With regard to specific justification styles, we find that comparative approaches are more effective in promoting choices for health-aware recommendations than single justifications. This taps into research that people are much at making comparative judgments than combining two “singular” observations (Bettman et al. 1998), which is reflected by the effectiveness of our “Comparative” justification style over the “Single” style. The obtained evidence is convincing, since we have observed this effect across different meal types—even desserts, for which food choices tend to be more related to taste instead of health (Musto et al. 2020). Moreover, we have also examined the effectiveness of specific justification strategies, suggesting that presenting a comparison of each recipe’s features and health risks seems to cater toward a user’s healthy food preferences. The sophistication of these strategies may have contributed to their effectiveness, for they link and compare different aspects, namely user characteristics, recipe features, and food goals. Although the large number of comparisons for specific justification styles may have been prone to a higher false positive rate, the overall results point out that all explanation strategies either promote healthy food choices—even the popularity-based strategy—or have no net effect.

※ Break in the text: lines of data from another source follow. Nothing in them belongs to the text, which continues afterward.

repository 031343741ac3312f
//! Migration System
//!
//! Discovers migration units on disk, tracks which ones are applied in a
//! bookkeeping table, and applies or reverts them one transaction at a time.

pub mod catalog;
pub mod definitions;
pub mod executor;
pub mod rollback;
pub mod runner;
pub mod store;

pub use catalog::{normalize_name, MigrationCatalog, DOWN_SCRIPT, UP_SCRIPT};
pub use definitions::*;
pub use executor::{Bookkeeping, TransactionalExecutor};
pub use rollback::MigrationRollback;
pub use runner::MigrationRunner;
pub use store::MigrationStore;
//! # tidemark-migrate
//!
//! Ordered, versioned SQL migrations for PostgreSQL and SQLite.
//!
//! Each migration unit is a directory `{key}-{Name}` holding an `up.sql` and
//! a `down.sql`. Applied units are recorded in a bookkeeping table inside the
//! target database, written in the same transaction as the script itself, so
//! re-running `migrate` only ever applies what is still pending.

pub mod config;
pub mod database;
pub mod error;
pub mod logging;
pub mod migrations;

pub use config::{ConfigError, DatabaseConfig, MigrateConfig};
pub use database::Database;
pub use error::{MigrateError, MigrateResult};
pub use logging::{init_logging, LoggingConfig};
pub use migrations::*;
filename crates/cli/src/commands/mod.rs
pub mod migrate;
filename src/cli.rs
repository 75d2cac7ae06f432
use clap::{Parser, Subcommand};
use std::path::PathBuf;

#[derive(Parser)]
#[command(name = "tdigest", version, about = "Weekly AI-written digest of completed Todoist tasks")]
pub struct Cli {
    /// Config file path
    #[arg(long, env = "TDIGEST_CONFIG", global = true)]
    pub config: Option<PathBuf>,

    /// Debug-level logging (RUST_LOG overrides)
    #[arg(long, short, global = true)]
    pub verbose: bool,

    #[command(subcommand)]
    pub command: Command,
}

#[derive(Subcommand)]
pub enum Command {
    /// Fetch, group, summarize, save, and optionally email one week
    Run(RunArgs),
    /// Print one week's grouped completed tasks as JSON
    Tasks(TasksArgs),
    /// List stored summaries
    History(HistoryArgs),
}

#[derive(Parser)]
pub struct RunArgs {
    /// Any date in the week to summarize (YYYY-MM-DD). Default: last completed week
    #[arg(long)]
    pub week_of: Option<String>,

    /// Do not send the email even if enabled in config
    #[arg(long)]
    pub no_email: bool,

    /// Print the prompt and stop: no model call, nothing saved or sent
    #[arg(long)]
    pub dry_run: bool,
}

#[derive(Parser)]
pub struct TasksArgs {
    /// Any date in the week (YYYY-MM-DD). Default: last completed week
    #[arg(long)]
    pub week_of: Option<String>,
}

#[derive(Parser)]
pub struct HistoryArgs {
    /// Show at most this many summaries, newest last (default 10)
    #[arg(long, default_value = "10")]
    pub limit: usize,
}
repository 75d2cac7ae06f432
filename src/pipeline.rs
use crate::cli::{HistoryArgs, RunArgs, TasksArgs};
use crate::config::TdigestConfig;
use crate::email::{EmailSender, Notifier};
use crate::group::{group_tasks, AllowList, Grouped};
use crate::i18n::Language;
use crate::prompt::{build_prompt, system_prompt};
use crate::storage::{read_past_summary, PastSummary, Storage};
use crate::summarize::{ChatCompletion, TextGenerator};
use crate::task::TaskRecord;
use crate::todoist::{TaskSource, TodoistClient};
use crate::week::{resolve_week, WeekRange};
use crate::TdigestError;
use chrono::Local;
use log::{info, warn};
use std::path::PathBuf;

const STEPS: u32 = 5;

fn step(n: u32, what: &str) {
    info!("[{n}/{STEPS}] {what}");
}

/// What a run produced. `summary` is `None` when the week had no tasks.
#[derive(Debug)]
pub struct RunOutcome {
    pub week: WeekRange,
    pub tasks_found: usize,
    pub grouped: Grouped,
    pub summary: Option<String>,
    pub saved: Option<(PathBuf, PathBuf)>,
    pub emailed: bool,
}

pub struct RunOptions {
    pub weeks_of_context: usize,
    pub language: Language,
}

fn fetch(week: &WeekRange, source: &mut dyn TaskSource) -> Result<Vec<TaskRecord>, TdigestError> {
    let tasks = source.completed_tasks(week)?;
    info!("  {} completed tasks found", tasks.len());
    Ok(tasks)
}

/// Group tasks and log per-category and per-subproject counts.
fn organize(tasks: &[TaskRecord], allow: &AllowList) -> Grouped {
    let grouped = group_tasks(tasks, allow);
    for cat in grouped.iter() {
        info!("  - {}: {} tasks", cat.category, cat.total());
        for bucket in &cat.groups {
            if let Some(name) = bucket.key.name() {
                info!("    └─ {name}: {} tasks", bucket.tasks.len());
            }
        }
    }
    let dropped = tasks.len() - grouped.total();
    if dropped > 0 {
        info!("  {dropped} tasks outside configured categories ({allow})");
    }
    grouped
}

/// Fetch the week's completed tasks and group them.
pub fn collect(
    week: &WeekRange,
    allow: &AllowList,
    source: &mut dyn TaskSource,
) -> Result<Grouped, TdigestError> {
    let tasks = fetch(week, source)?;
    Ok(organize(&tasks, allow))
}

/// The full weekly pipeline over injected collaborators.
pub fn run_week(
    week: &WeekRange,
    allow: &AllowList,
    source: &mut dyn TaskSource,
    generator: &dyn TextGenerator,
    storage: &Storage,
    notifier: Option<&dyn Notifier>,
    opts: &RunOptions,
) -> Result<RunOutcome, TdigestError> {
    info!("period: {} to {}", week.start, week.end);

    step(1, "fetching completed tasks");
    let tasks = fetch(week, source)?;
    if tasks.is_empty() {
        warn!("no completed tasks this week, nothing to summarize");
        return Ok(RunOutcome {
            week: *week,
            tasks_found: 0,
            grouped: Grouped::default(),
            summary: None,
            saved: None,
            emailed: false,
        });
    }

    step(2, "organizing tasks by category");
    let grouped = organize(&tasks, allow);

    step(3, "generating summary");
    let previous = storage.load_previous(week, opts.weeks_of_context)?;
    let prompt = build_prompt(&grouped, week, &previous, opts.language);
    let summary = generator.generate(system_prompt(opts.language), &prompt)?;
    info!("  summary generated ({} chars)", summary.chars().count());

    step(4, "saving locally");
    let saved = storage.save(&summary, &grouped, week, Local::now())?;

    let emailed = match notifier {
        Some(n) => {
            step(5, "sending email");
            n.send(&summary, week)?;
            true
        }
        None => {
            info!("[5/{STEPS}] email disabled, skipping");
            false
        }
    };

    Ok(RunOutcome {
        week: *week,
        tasks_found: tasks.len(),
        grouped,
        summary: Some(summary),
        saved: Some(saved),
        emailed,
    })
}

fn today() -> chrono::NaiveDate {
    Local::now().date_naive()
}

pub fn handle_run(config: &TdigestConfig, args: &RunArgs) -> Result<(), TdigestError> {
    let allow = config.categories.resolve()?;
    let week = resolve_week(args.week_of.as_deref(), today())?;
    let mut client = TodoistClient::new(&config.todoist)?;
    let storage_dir = config.storage_dir();

    if args.dry_run {
        let grouped = collect(&week, &allow, &mut client)?;
        let previous: Vec<PastSummary> = if storage_dir.exists() {
            Storage::open(&storage_dir, config.language)?
                .load_previous(&week, config.summarization.weeks_of_context)?
        } else {
            Vec::new()
        };
        println!("{}", build_prompt(&grouped, &week, &previous, config.language));
        return Ok(());
    }

    let generator = ChatCompletion::new(&config.summarization)?;
    let sender = if config.email.enabled && !args.no_email {
        Some(EmailSender::new(&config.email, config.language)?)
    } else {
        None
    };
    let storage = Storage::open(&storage_dir, config.language)?;
    let opts = RunOptions {
        weeks_of_context: config.summarization.weeks_of_context,
        language: config.language,
    };

    let outcome = run_week(
        &week,
        &allow,
        &mut client,
        &generator,
        &storage,
        sender.as_ref().map(|s| s as &dyn Notifier),
        &opts,
    )?;

    if let Some((_, md)) = &outcome.saved {
        println!("{}", md.display());
    }
    info!("done");
    Ok(())
}

pub fn handle_tasks(config: &TdigestConfig, args: &TasksArgs) -> Result<(), TdigestError> {
    let allow = config.categories.resolve()?;
    let week = resolve_week(args.week_of.as_deref(), today())?;
    let mut client = TodoistClient::new(&config.todoist)?;
    let grouped = collect(&week, &allow, &mut client)?;
    println!("{}", serde_json::to_string_pretty(&grouped)?);
    Ok(())
}

/// First prose line of a summary, for one-line listings.
fn preview(summary: &str, max: usize) -> String {
    let line = summary
        .lines()
        .map(str::trim)
        .find(|l| !l.is_empty() && !l.starts_with('#'))
        .unwrap_or("");
    if line.chars().count() <= max {
        return line.to_owned();
    }
    let mut s: String = line.chars().take(max).collect();
    s.push('…');
    s
}

pub fn handle_history(config: &TdigestConfig, args: &HistoryArgs) -> Result<(), TdigestError> {
    let dir = config.storage_dir();
    if !dir.exists() {
        eprintln!("tdigest: no stored summaries in {}", dir.display());
        return Ok(());
    }
    let storage = Storage::open(&dir, config.language)?;
    let entries = storage.entries()?;
    if entries.is_empty() {
        eprintln!("tdigest: no stored summaries in {}", storage.dir().display());
        return Ok(());
    }
    let skip = entries.len().saturating_sub(args.limit);
    for path in &entries[skip..] {
        let name = path.file_name().and_then(|n| n.to_str()).unwrap_or("?");
        match read_past_summary(path) {
            Ok(p) => println!(
                "{} .. {}  {name}  {}",
                p.week_start,
                p.week_end,
                preview(&p.summary, 60)
            ),
            Err(e) => warn!("could not read {name}: {e}"),
        }
    }
    Ok(())
}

We have also examined what drives users to choose healthier recommendations, and whether this differs per meal type. For most meal types, we have found evidence that popularity-based choices are related to taste motivations, while choices for our health-aware recommendation are linked to health-related reasons. This confirms that our health-aware recommendation pipeline caters to users with healthy eating goals, which is promising for future applications that seek to support such users. Moreover, “because it fits my preferences” is also found to be a reason to choose the healthy recommendation across all meal types, suggesting that our approach could generate both satisfactory and healthy food recommendations, which is rarely found in food RSs to date (Elsweiler et al. 2022; Trattner and Elsweiler 2019).

An interesting avenue of future research is to test whether the insights can be generalized in a practical application if more than two recipes in a recommendation list (Starke et al. 2021). we will introduce justifications combining several user-focused aspects, such as food taste and goals, to assess whether these can persuade a user to choose the healthier recommendation. Furthermore, we will investigate whether such natural language justifications can be personalized further, and whether this would increase their effectiveness. For example, presenting justification styles that address healthy eating goals make more sense if a user has indicated to have such a goal. While the current user study has done so by inquiring on the user’s preferences in the first screen, such questions would only need to be asked when a user’s profile is created, for instance on a recipe website.

Finally, we wish to emphasize that the study can serve as a blueprint for future studies on healthy food recommendation. We have shown that our algorithm successfully generates healthy recommendations, as users who chose them indicated to have health-related choice reasons. Moreover, we have also shown how such recommendations should be presented to support healthy food choices. Such a combination of a knowledge-aware algorithm and UI design should pave the way for even more sophisticated applications in food recommendation, as well as for applications in other behavioral recommendation domains. Moreover, future work should extend the number of inputs in the recommender framework, by taking into account a larger and more comprehensive set of algorithms and to evaluate them.